Если Гамлет читал астрономический трактат или историю датского королевства, раздраженный его ответ означал бы, что в книге была путаница или вранье. Нет никакого смысла разочарованно восклицать: «Слова, слова!», когда тебе излагают факты или доказывают истины. Но от Гомера, «Эдды» или Шекспира никто доказуемых истин и для протокола пригодных фактов не требует; если бы Гамлет читал книгу в этом роде, смысл его ответа был бы совсем иной. Его ответ значил бы тогда: «Слов тут много, но слова за этими словами нет». Это было бы неприменимо к Гомеру, «Эдде», Шекспиру, но вполне применимо ко многом другим драмам, стихам, поэмам, хотя бы и к таким, которые казались когда‑то новыми, интересными; трогали, восхищали; усердно читались и прославлялись. Позвольте, скажут нам, но ведь они были созданы словом, родились из слова, как же могло случиться, что оно выветрилось из них, что остались одни слова? В конечном счете, вопрос этот сводится к вопросу Баратынского:
Пусть молвит: песнопевца жар —
Смешной недуг иль высший дар?
Что тут сказать? Как когда, как у кого. Не предскажешь. Одно лишь ясно: необходимо но не достаточно, чтобы слова рождались из слова; надо еще, чтобы слово воплотилось полностью в слова.
В этом воплощении — вся тайна словесного искусства (как и тайна искусства вообще). Человек владеет словом и получает готовыми слова, как и правила их сочетания. В его живой речи, его слове, в каждом высказыванья его оживают слова и выполняют его волю. Но не всякое высказыванье требует, чтобы слово воплотилось в составляющих это высказыванье словах. Воплощению подлежит лишь то, что путем обозначения названо быть не может. Я обозначаю словами понятия и единичные предметы, «входящие» в эти понятия, но мой внутренний мир, мое восприятие предметов и всю конкретную качественность внешнего мира я могу высказать только путем воплощения того, что я «хочу сказать» в звукосмысловой материи моей речи. Обозначения условны, они, как цифры или нотные значки ничего не имеют общего с тем, чтб они обозначают, тогда как выражающие слова, звучания и ритмы слов стремятся к сближению, к сходству, к отожествлению с выражаемым, к воплощению его в том, что его выражает.

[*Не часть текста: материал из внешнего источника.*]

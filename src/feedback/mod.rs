mod extract;
mod generator;
mod prompt;
mod types;

pub use extract::extract_embedded_json;
pub use generator::FeedbackGenerator;
pub use prompt::build_instruction;
pub use types::{FeedbackRecord, FeedbackRequest, PromptInfo};
use super::{
    extract::extract_embedded_json,
    prompt::build_instruction,
    types::{FeedbackRecord, FeedbackRequest},
};
use crate::{Result, audio::AudioFetcher, llm::ReasoningClient, storage::FeedbackStorage};
use serde_json::Value;
use std::sync::Arc;
use tracing::{info, warn};

// Browser recordings arrive as WebM regardless of input method.
const AUDIO_MEDIA_TYPE: &str = "audio/webm";

/// Runs the feedback pipeline: fetch audio, ask the model, extract the
/// assessment, persist it. Stateless across requests; collaborators are
/// created once at startup and injected.
pub struct FeedbackGenerator {
    audio: AudioFetcher,
    model: Arc<dyn ReasoningClient>,
    storage: Arc<FeedbackStorage>,
}

impl FeedbackGenerator {
    pub fn new(
        audio: AudioFetcher,
        model: Arc<dyn ReasoningClient>,
        storage: Arc<FeedbackStorage>,
    ) -> Self {
        Self {
            audio,
            model,
            storage,
        }
    }

    /// Produces and persists the feedback record for one session. Upstream
    /// failures (audio fetch, model call, insert) are fatal with no retry;
    /// an unparseable model reply degrades to the fixed fallback record and
    /// still succeeds.
    pub async fn generate(&self, request: FeedbackRequest) -> Result<FeedbackRecord> {
        let audio_base64 = self.audio.fetch_base64(&request.audio_url).await?;

        let instruction = build_instruction(&request.prompt);
        let reply = self
            .model
            .assess(&instruction, &audio_base64, AUDIO_MEDIA_TYPE)
            .await?;

        let record = match extract_embedded_json(&reply) {
            Some(value) => map_feedback(request.session_id.clone(), &value),
            None => {
                warn!(
                    "No parseable JSON in model reply for session {}; using fallback feedback",
                    request.session_id
                );
                FeedbackRecord::fallback(request.session_id.clone())
            }
        };

        let stored = self.storage.insert(record).await?;

        info!("Stored feedback for session: {}", stored.session_id);

        Ok(stored)
    }
}

/// Copies exactly the seven expected keys out of the parsed object. Unknown
/// keys are ignored; missing or wrongly-typed values stay absent.
fn map_feedback(session_id: String, value: &Value) -> FeedbackRecord {
    let mut record = FeedbackRecord::new(session_id);
    record.grammar_analysis = text_field(value, "grammar_analysis");
    record.vocabulary_analysis = text_field(value, "vocabulary_analysis");
    record.fluency_analysis = text_field(value, "fluency_analysis");
    record.content_relevance_analysis = text_field(value, "content_relevance_analysis");
    record.sentence_structure_analysis = text_field(value, "sentence_structure_analysis");
    record.overall_score = value.get("overall_score").and_then(Value::as_f64);
    record.detailed_feedback = text_field(value, "detailed_feedback");
    record
}

fn text_field(value: &Value, key: &str) -> Option<String> {
    value.get(key).and_then(Value::as_str).map(str::to_string)
}
mod store;

pub use store::FeedbackStorage;
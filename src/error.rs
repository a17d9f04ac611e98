use thiserror::Error;

pub type Result<T> = std::result::Result<T, Error>;

#[derive(Error, Debug)]
pub enum Error {
    #[error("Configuration error: {0}")]
    Config(String),

    #[error("Database error: {0}")]
    Database(#[from] libsql::Error),

    #[error("Audio fetch error: {0}")]
    AudioFetch(String),

    #[error("Model error: {0}")]
    Model(String),

    #[error("Persistence error: {0}")]
    Persistence(String),

    #[error("HTTP error: {0}")]
    Http(#[from] axum::Error),

    #[error("Serialization error: {0}")]
    Serialization(#[from] serde_json::Error),

    #[error("YAML error: {0}")]
    Yaml(#[from] serde_yaml::Error),

    #[error("IO error: {0}")]
    Io(#[from] std::io::Error),

    #[error("Network error: {0}")]
    Network(#[from] reqwest::Error),

    #[error("Address parse error: {0}")]
    AddrParse(#[from] std::net::AddrParseError),

    #[error("Internal error: {0}")]
    Internal(String),
}

impl Error {
    pub fn config(msg: impl Into<String>) -> Self {
        Self::Config(msg.into())
    }

    pub fn audio_fetch(msg: impl Into<String>) -> Self {
        Self::AudioFetch(msg.into())
    }

    pub fn model(msg: impl Into<String>) -> Self {
        Self::Model(msg.into())
    }

    pub fn persistence(msg: impl Into<String>) -> Self {
        Self::Persistence(msg.into())
    }

    pub fn internal(msg: impl Into<String>) -> Self {
        Self::Internal(msg.into())
    }
}
mod client;
mod types;

pub use client::{AnthropicClient, ReasoningClient};
pub use types::*;
use serde::{Deserialize, Serialize};

#[derive(Debug, Clone, Serialize, Deserialize)]
pub struct Config {
    pub model: ModelConfig,
    pub server: ServerConfig,
}

/// Connection settings for the external reasoning service.
#[derive(Debug, Clone, Serialize, Deserialize)]
pub struct ModelConfig {
    pub base_url: String,
    pub api_key: String,
    pub model: String,
    #[serde(default = "default_api_version")]
    pub api_version: String,
    #[serde(default = "default_max_tokens")]
    pub max_tokens: u32,
    /// Deadline applied to both the audio download and the model call.
    #[serde(default = "default_timeout_secs")]
    pub timeout_secs: u64,
}

#[derive(Debug, Clone, Serialize, Deserialize)]
pub struct ServerConfig {
    #[serde(default = "default_host")]
    pub host: String,
    #[serde(default = "default_port")]
    pub port: u16,
    #[serde(default)]
    pub logs: LogsConfig,
    #[serde(default = "default_database_path")]
    pub database_path: String,
}

#[derive(Debug, Clone, Serialize, Deserialize)]
pub struct LogsConfig {
    #[serde(default = "default_log_level")]
    pub level: String,
}

impl Default for LogsConfig {
    fn default() -> Self {
        Self {
            level: default_log_level(),
        }
    }
}

fn default_api_version() -> String {
    "2023-06-01".to_string()
}

fn default_max_tokens() -> u32 {
    2000
}

fn default_timeout_secs() -> u64 {
    60
}

fn default_host() -> String {
    "0.0.0.0".to_string()
}

fn default_port() -> u16 {
    8080
}

fn default_log_level() -> String {
    "info".to_string()
}

fn default_database_path() -> String {
    "feedback.db".to_string()
}
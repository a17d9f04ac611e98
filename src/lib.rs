pub mod audio;
pub mod config;
pub mod error;
pub mod feedback;
pub mod llm;
pub mod server;
pub mod storage;

pub use error::{Error, Result};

Воплощение это музыка осуществляет в звуках и соотношениях звуков, носителях не только необозначаемого, но и невыразимого (словами) смысла; живопись— в красках, линиях, объемах и соотношениях их между собой и со смысловыми элементами изображения. Поэзия осуществляет его в словах и словосочетаниях: в соотношениях между их смыслами, между их звучаниями и между звучанием и смыслом. Но, в отличие от обозначения, воплощающее выражение есть творческий акт, который может удасться и не удасться, или удасться только частично. В поэзии, это творческий акт слова, пользующегося словами. В случае полной удачи он приводит к тождеству слов с тем, что ими выражено, но конечно (вопреки эффектному, но нелепому утверждению) не к тождеству типа «А есть не что иное, как Б», а к тождеству, не уничтожающему разность, но лишь устраняющему ее из созерцающего сознания: «А есть Б, хотя я знаю (но не ощущаю, не чувствую, не познаю), что А не есть Б». Потому богословский термин «воплощение» здесь и уместен, что христианское учение, закрепленное Халкидонским собором, утверждает, как нераздельность, так и неслиянность двух природ в Богочеловеке. Наше человеческое слово не соприродно Слову, которое «было в начале» и не соизмеримо с Ним; оно лишь делающая нас людьми, дарованная нам и осуществляемая нами способность обозначать, а наряду с этим и выражать, воплощая выражаемое в словах, с которыми оно образует нераздельное, хоть и неслиянное единство. Если единства не получилось, если творческий акт не удался, слова либо становятся (как говорят) «пустым звуком», либо — что чаще всего и случается — остаются всего лишь обозначающими, «невыразительными» знаками, пригодными для практических надобностей и (при соблюдении особых, противоположных поэтическим условий) для науки, но не для поэзии. И тогда, но только тогда, мы приобретаем право жаловаться на них вместе с Тютчевым, Фетом, Шиллером, и вторить Гамлету (если он и впрямь думал о плохой поэзии, а не о плохой науке или не просто о том, — как всего вероятней, — что слова, это еще не дела); повторять вслед за ним, с горькой усмешкой, как это столько раз делалось: Слова, слова, слова!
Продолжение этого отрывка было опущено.